SUPPLIED INFORMATION>
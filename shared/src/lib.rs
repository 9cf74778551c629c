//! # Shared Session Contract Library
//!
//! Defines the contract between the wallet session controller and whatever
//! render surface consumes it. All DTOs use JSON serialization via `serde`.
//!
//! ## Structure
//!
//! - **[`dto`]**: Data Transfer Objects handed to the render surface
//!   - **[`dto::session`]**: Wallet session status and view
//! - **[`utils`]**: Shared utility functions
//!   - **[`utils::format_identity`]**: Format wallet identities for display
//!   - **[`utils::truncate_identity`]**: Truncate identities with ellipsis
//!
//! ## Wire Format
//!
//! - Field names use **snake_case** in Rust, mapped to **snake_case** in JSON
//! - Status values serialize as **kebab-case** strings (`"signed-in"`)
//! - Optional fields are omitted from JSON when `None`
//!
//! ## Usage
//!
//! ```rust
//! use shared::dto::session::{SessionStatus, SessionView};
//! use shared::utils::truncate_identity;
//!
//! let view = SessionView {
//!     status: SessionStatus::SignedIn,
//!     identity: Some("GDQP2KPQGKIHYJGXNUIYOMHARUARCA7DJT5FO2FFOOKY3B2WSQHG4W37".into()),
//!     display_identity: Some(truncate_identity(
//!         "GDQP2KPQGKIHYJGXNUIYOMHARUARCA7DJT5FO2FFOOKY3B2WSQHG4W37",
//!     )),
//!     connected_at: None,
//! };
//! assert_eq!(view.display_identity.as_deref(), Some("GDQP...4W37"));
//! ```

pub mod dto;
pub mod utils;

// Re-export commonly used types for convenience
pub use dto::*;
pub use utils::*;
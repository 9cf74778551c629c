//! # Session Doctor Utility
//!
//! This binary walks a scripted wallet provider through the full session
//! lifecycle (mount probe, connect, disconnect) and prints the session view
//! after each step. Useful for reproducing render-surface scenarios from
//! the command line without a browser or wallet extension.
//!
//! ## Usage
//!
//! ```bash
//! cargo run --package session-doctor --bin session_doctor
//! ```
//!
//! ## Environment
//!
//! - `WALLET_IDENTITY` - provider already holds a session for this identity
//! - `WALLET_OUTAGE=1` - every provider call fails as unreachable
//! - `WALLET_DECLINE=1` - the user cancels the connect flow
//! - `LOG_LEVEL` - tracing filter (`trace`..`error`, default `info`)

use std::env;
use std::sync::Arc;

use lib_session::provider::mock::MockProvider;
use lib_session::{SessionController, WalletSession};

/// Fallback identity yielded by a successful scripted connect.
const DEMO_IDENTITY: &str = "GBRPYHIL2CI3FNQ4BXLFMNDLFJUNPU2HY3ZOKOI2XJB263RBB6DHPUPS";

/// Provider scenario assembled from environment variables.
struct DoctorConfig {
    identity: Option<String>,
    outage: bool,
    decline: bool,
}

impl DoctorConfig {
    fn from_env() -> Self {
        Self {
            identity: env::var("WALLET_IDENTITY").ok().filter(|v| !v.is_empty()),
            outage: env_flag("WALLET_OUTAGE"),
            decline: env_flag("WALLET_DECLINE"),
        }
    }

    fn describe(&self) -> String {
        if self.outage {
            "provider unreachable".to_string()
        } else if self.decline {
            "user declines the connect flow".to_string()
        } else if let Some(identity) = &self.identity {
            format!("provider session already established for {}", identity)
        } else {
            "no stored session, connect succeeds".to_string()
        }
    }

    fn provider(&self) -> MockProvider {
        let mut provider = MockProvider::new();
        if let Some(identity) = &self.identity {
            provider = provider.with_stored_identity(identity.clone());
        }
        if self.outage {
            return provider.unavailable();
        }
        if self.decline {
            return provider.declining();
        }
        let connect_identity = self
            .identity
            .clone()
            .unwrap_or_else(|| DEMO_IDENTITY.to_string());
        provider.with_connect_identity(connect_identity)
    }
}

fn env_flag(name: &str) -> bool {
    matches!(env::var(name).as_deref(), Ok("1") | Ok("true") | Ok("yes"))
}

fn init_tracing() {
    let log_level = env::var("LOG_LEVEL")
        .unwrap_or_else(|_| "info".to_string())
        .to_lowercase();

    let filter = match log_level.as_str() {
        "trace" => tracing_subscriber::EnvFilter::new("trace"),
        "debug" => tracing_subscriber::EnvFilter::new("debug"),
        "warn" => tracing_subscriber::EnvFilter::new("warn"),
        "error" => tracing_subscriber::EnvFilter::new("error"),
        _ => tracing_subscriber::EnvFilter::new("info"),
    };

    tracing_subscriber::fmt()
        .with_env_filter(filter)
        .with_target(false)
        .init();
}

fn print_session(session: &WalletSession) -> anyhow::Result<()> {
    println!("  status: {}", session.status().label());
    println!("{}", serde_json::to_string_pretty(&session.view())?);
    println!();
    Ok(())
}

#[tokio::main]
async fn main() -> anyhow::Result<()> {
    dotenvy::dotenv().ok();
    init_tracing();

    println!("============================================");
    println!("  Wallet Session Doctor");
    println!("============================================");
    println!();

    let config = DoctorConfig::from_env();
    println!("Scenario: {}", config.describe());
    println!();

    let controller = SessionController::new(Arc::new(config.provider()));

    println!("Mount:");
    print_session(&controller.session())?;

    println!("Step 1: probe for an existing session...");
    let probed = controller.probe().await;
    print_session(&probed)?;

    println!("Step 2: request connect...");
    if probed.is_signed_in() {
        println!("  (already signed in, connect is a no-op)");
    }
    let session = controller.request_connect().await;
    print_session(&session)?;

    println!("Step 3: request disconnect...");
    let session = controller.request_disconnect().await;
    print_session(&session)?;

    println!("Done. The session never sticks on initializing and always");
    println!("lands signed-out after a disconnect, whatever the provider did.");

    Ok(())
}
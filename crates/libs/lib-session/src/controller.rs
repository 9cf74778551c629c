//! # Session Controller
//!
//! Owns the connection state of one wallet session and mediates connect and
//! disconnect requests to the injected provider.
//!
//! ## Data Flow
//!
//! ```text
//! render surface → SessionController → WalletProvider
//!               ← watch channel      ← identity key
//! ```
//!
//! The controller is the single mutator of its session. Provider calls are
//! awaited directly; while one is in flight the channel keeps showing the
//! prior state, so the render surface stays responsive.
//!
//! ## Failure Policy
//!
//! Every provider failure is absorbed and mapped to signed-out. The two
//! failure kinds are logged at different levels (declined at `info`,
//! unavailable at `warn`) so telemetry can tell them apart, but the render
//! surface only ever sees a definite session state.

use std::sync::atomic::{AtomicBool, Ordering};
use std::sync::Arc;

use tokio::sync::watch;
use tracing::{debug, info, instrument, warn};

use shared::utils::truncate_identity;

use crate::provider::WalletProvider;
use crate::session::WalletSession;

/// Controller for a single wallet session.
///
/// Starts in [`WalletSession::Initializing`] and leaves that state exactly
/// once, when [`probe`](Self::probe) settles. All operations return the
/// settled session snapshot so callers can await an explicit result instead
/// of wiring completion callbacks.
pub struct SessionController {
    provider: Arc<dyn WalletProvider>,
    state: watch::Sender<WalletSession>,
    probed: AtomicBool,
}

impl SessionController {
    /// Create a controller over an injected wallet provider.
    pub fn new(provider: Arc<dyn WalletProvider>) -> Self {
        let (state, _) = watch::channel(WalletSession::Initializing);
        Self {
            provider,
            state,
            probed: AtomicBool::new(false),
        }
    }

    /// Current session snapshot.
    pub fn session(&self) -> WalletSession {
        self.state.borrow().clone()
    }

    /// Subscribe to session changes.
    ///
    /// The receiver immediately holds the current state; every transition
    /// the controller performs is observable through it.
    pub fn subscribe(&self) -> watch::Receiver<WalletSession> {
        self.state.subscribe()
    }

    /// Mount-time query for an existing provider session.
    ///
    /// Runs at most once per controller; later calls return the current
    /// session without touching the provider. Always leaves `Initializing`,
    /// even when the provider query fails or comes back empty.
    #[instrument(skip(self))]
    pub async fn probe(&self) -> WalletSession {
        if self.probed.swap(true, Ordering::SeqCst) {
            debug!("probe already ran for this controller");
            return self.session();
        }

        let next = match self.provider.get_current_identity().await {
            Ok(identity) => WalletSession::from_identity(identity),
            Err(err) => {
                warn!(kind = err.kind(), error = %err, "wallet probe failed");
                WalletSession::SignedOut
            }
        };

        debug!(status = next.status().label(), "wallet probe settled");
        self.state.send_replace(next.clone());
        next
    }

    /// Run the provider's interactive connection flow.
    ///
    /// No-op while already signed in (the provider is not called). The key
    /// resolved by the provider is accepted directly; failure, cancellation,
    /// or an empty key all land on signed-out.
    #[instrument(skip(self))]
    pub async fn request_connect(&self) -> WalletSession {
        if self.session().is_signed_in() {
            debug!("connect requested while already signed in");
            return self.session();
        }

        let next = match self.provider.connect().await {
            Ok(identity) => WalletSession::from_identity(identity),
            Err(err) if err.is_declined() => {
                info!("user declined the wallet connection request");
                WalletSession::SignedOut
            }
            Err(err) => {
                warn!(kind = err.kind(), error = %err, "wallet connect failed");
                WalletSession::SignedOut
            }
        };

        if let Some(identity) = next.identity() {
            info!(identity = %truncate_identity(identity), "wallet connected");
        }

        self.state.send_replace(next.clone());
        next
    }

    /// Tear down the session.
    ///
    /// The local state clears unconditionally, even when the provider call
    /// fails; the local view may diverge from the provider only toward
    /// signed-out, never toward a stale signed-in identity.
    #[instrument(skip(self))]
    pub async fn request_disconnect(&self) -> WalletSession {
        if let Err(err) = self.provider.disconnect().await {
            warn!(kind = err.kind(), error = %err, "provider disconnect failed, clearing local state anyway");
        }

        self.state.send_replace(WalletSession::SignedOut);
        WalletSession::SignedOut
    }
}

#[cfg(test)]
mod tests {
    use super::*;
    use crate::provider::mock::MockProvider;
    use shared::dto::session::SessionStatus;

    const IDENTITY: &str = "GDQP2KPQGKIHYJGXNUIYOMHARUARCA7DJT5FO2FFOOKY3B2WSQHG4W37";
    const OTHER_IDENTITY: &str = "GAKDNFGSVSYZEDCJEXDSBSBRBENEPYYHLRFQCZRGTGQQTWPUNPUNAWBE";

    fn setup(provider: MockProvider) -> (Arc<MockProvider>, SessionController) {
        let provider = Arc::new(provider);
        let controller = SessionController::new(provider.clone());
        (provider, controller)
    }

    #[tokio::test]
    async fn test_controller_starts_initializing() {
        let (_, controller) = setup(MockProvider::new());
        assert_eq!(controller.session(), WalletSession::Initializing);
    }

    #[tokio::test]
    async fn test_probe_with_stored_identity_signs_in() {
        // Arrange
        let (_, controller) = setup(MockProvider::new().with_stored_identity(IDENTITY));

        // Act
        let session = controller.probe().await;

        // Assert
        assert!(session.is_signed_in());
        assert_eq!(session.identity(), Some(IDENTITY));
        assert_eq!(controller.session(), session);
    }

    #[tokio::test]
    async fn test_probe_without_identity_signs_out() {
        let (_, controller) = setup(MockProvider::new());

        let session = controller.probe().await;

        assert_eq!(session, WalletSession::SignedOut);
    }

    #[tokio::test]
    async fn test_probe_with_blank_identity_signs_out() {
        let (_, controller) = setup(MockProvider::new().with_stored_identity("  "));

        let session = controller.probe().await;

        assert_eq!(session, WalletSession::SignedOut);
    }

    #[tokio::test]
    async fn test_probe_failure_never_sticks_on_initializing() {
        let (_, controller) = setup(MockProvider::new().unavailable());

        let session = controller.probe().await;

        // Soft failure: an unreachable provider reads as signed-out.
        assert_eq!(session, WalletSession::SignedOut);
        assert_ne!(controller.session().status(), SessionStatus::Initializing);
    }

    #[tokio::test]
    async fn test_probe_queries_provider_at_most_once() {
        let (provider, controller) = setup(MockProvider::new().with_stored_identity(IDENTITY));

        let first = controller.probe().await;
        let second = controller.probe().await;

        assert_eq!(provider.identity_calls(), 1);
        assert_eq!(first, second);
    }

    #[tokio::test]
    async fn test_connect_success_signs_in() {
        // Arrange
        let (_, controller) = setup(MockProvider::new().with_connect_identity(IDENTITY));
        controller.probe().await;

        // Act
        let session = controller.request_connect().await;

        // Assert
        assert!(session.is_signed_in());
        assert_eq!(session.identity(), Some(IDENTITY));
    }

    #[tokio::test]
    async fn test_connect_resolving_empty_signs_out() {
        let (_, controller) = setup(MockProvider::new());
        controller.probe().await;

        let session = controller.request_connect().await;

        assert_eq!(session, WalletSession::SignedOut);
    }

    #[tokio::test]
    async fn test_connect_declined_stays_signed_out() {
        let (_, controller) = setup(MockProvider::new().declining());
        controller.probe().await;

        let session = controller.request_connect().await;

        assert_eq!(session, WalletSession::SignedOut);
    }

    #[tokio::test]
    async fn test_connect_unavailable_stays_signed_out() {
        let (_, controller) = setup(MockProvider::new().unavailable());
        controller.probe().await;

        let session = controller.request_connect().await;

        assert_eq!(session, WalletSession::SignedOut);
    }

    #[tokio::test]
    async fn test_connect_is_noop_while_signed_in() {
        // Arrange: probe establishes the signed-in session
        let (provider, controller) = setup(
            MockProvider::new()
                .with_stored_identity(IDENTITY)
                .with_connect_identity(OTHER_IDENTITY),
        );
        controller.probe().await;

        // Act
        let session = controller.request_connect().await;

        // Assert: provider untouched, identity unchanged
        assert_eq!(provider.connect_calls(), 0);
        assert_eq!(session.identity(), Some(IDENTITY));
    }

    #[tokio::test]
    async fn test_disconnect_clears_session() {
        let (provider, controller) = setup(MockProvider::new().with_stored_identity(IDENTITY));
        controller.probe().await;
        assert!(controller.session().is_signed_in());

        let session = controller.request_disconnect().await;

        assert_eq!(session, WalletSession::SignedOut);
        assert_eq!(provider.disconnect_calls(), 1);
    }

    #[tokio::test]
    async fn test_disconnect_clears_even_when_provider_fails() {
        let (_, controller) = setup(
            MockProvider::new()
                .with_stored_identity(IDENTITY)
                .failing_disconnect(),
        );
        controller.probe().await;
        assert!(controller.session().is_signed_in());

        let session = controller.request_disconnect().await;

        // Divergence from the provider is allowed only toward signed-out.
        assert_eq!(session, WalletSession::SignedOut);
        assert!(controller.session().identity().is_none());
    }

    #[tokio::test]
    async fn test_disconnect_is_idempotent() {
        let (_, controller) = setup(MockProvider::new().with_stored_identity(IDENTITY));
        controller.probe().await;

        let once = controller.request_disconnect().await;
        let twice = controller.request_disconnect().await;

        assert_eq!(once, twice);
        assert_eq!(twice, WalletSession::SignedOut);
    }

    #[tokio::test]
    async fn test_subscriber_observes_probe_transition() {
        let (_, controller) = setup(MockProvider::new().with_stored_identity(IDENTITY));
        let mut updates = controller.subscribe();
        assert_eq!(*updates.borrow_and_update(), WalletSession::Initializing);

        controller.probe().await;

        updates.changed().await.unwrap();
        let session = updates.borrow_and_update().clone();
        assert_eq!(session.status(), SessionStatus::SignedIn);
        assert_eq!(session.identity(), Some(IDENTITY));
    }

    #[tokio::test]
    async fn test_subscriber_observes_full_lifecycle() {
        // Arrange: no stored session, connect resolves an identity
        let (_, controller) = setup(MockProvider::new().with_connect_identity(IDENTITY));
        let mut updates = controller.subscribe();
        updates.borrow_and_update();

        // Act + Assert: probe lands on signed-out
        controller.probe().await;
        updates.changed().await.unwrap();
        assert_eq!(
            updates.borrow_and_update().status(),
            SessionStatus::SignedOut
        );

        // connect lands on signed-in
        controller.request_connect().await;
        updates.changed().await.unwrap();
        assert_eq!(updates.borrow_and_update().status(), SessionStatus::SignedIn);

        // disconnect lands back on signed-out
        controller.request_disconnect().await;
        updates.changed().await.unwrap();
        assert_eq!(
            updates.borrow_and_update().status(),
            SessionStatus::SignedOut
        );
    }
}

WORK ORDER> Wherever "failed" occurs in the records above, copy the line it sits in.

TASK OUTPUT>
                warn!(kind = err.kind(), error = %err, "wallet probe failed");
                warn!(kind = err.kind(), error = %err, "wallet connect failed");
            warn!(kind = err.kind(), error = %err, "provider disconnect failed, clearing local state anyway");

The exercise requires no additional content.